> **Exercise aim**
Key in the whole listing below again, keeping every word as it is.
*** Opening Data supplied ***
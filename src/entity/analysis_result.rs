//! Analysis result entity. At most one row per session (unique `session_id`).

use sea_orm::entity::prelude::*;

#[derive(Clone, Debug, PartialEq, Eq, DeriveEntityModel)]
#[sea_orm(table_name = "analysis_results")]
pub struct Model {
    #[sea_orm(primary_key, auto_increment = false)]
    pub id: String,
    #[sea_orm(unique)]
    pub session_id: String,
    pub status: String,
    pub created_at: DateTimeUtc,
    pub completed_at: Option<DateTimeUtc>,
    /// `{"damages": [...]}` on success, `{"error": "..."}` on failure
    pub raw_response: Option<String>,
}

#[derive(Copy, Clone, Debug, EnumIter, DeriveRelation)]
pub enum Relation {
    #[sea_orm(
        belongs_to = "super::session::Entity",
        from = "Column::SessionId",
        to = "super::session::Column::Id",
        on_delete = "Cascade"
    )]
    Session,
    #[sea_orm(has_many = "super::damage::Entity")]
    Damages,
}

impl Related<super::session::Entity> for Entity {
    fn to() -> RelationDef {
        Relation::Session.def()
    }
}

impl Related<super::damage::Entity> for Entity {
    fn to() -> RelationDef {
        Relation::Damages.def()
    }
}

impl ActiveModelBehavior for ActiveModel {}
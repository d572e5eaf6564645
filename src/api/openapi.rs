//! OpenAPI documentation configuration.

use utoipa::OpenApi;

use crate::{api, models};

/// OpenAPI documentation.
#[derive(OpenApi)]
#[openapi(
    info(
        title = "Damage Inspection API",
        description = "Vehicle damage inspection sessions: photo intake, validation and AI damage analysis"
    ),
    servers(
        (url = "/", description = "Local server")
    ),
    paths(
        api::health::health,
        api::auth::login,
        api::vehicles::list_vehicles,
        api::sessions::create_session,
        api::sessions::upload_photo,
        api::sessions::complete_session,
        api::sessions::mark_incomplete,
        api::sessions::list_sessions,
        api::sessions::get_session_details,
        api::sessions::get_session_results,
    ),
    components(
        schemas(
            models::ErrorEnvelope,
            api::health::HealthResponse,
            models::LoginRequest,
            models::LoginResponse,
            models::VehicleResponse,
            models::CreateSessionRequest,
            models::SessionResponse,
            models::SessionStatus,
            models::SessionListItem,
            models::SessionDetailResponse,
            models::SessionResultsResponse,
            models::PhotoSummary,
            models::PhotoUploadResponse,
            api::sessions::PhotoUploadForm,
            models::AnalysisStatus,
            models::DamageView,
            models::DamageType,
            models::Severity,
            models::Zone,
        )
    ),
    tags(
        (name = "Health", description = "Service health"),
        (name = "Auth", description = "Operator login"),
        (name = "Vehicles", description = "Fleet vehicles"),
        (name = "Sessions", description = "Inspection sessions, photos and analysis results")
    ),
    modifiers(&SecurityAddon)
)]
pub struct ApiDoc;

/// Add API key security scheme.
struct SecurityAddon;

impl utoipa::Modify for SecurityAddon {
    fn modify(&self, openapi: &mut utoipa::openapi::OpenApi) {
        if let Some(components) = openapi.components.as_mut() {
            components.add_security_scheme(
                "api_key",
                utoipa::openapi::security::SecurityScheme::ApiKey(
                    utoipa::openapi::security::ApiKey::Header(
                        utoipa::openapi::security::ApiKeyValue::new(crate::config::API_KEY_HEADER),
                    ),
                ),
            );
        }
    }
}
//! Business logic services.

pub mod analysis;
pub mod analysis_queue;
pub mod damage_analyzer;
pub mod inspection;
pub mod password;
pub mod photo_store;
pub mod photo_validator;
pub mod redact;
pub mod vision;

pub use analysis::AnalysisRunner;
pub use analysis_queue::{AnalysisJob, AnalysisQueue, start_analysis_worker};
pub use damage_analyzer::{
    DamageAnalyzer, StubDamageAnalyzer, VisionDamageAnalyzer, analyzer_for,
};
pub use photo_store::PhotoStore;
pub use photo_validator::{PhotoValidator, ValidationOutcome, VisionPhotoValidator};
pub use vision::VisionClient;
*** Closing Data supplied ***
> **Task result**
filename src/entity/analysis_result.rs
//! Analysis result entity. At most one row per session (unique `session_id`).

use sea_orm::entity::prelude::*;

#[derive(Clone, Debug, PartialEq, Eq, DeriveEntityModel)]
#[sea_orm(table_name = "analysis_results")]
pub struct Model {
    #[sea_orm(primary_key, auto_increment = false)]
    pub id: String,
    #[sea_orm(unique)]
    pub session_id: String,
    pub status: String,
    pub created_at: DateTimeUtc,
    pub completed_at: Option<DateTimeUtc>,
    /// `{"damages": [...]}` on success, `{"error": "..."}` on failure
    pub raw_response: Option<String>,
}

#[derive(Copy, Clone, Debug, EnumIter, DeriveRelation)]
pub enum Relation {
    #[sea_orm(
        belongs_to = "super::session::Entity",
        from = "Column::SessionId",
        to = "super::session::Column::Id",
        on_delete = "Cascade"
    )]
    Session,
    #[sea_orm(has_many = "super::damage::Entity")]
    Damages,
}

impl Related<super::session::Entity> for Entity {
    fn to() -> RelationDef {
        Relation::Session.def()
    }
}

impl Related<super::damage::Entity> for Entity {
    fn to() -> RelationDef {
        Relation::Damages.def()
    }
}

impl ActiveModelBehavior for ActiveModel {}
repository d572e5eaf6564645
filename src/api/openapi.rs
//! OpenAPI documentation configuration.

use utoipa::OpenApi;

use crate::{api, models};

/// OpenAPI documentation.
#[derive(OpenApi)]
#[openapi(
    info(
        title = "Damage Inspection API",
        description = "Vehicle damage inspection sessions: photo intake, validation and AI damage analysis"
    ),
    servers(
        (url = "/", description = "Local server")
    ),
    paths(
        api::health::health,
        api::auth::login,
        api::vehicles::list_vehicles,
        api::sessions::create_session,
        api::sessions::upload_photo,
        api::sessions::complete_session,
        api::sessions::mark_incomplete,
        api::sessions::list_sessions,
        api::sessions::get_session_details,
        api::sessions::get_session_results,
    ),
    components(
        schemas(
            models::ErrorEnvelope,
            api::health::HealthResponse,
            models::LoginRequest,
            models::LoginResponse,
            models::VehicleResponse,
            models::CreateSessionRequest,
            models::SessionResponse,
            models::SessionStatus,
            models::SessionListItem,
            models::SessionDetailResponse,
            models::SessionResultsResponse,
            models::PhotoSummary,
            models::PhotoUploadResponse,
            api::sessions::PhotoUploadForm,
            models::AnalysisStatus,
            models::DamageView,
            models::DamageType,
            models::Severity,
            models::Zone,
        )
    ),
    tags(
        (name = "Health", description = "Service health"),
        (name = "Auth", description = "Operator login"),
        (name = "Vehicles", description = "Fleet vehicles"),
        (name = "Sessions", description = "Inspection sessions, photos and analysis results")
    ),
    modifiers(&SecurityAddon)
)]
pub struct ApiDoc;

/// Add API key security scheme.
struct SecurityAddon;

impl utoipa::Modify for SecurityAddon {
    fn modify(&self, openapi: &mut utoipa::openapi::OpenApi) {
        if let Some(components) = openapi.components.as_mut() {
            components.add_security_scheme(
                "api_key",
                utoipa::openapi::security::SecurityScheme::ApiKey(
                    utoipa::openapi::security::ApiKey::Header(
                        utoipa::openapi::security::ApiKeyValue::new(crate::config::API_KEY_HEADER),
                    ),
                ),
            );
        }
    }
}
//! Business logic services.

pub mod analysis;
pub mod analysis_queue;
pub mod damage_analyzer;
pub mod inspection;
pub mod password;
pub mod photo_store;
pub mod photo_validator;
pub mod redact;
pub mod vision;

pub use analysis::AnalysisRunner;
pub use analysis_queue::{AnalysisJob, AnalysisQueue, start_analysis_worker};
pub use damage_analyzer::{
    DamageAnalyzer, StubDamageAnalyzer, VisionDamageAnalyzer, analyzer_for,
};
pub use photo_store::PhotoStore;
pub use photo_validator::{PhotoValidator, ValidationOutcome, VisionPhotoValidator};
pub use vision::VisionClient;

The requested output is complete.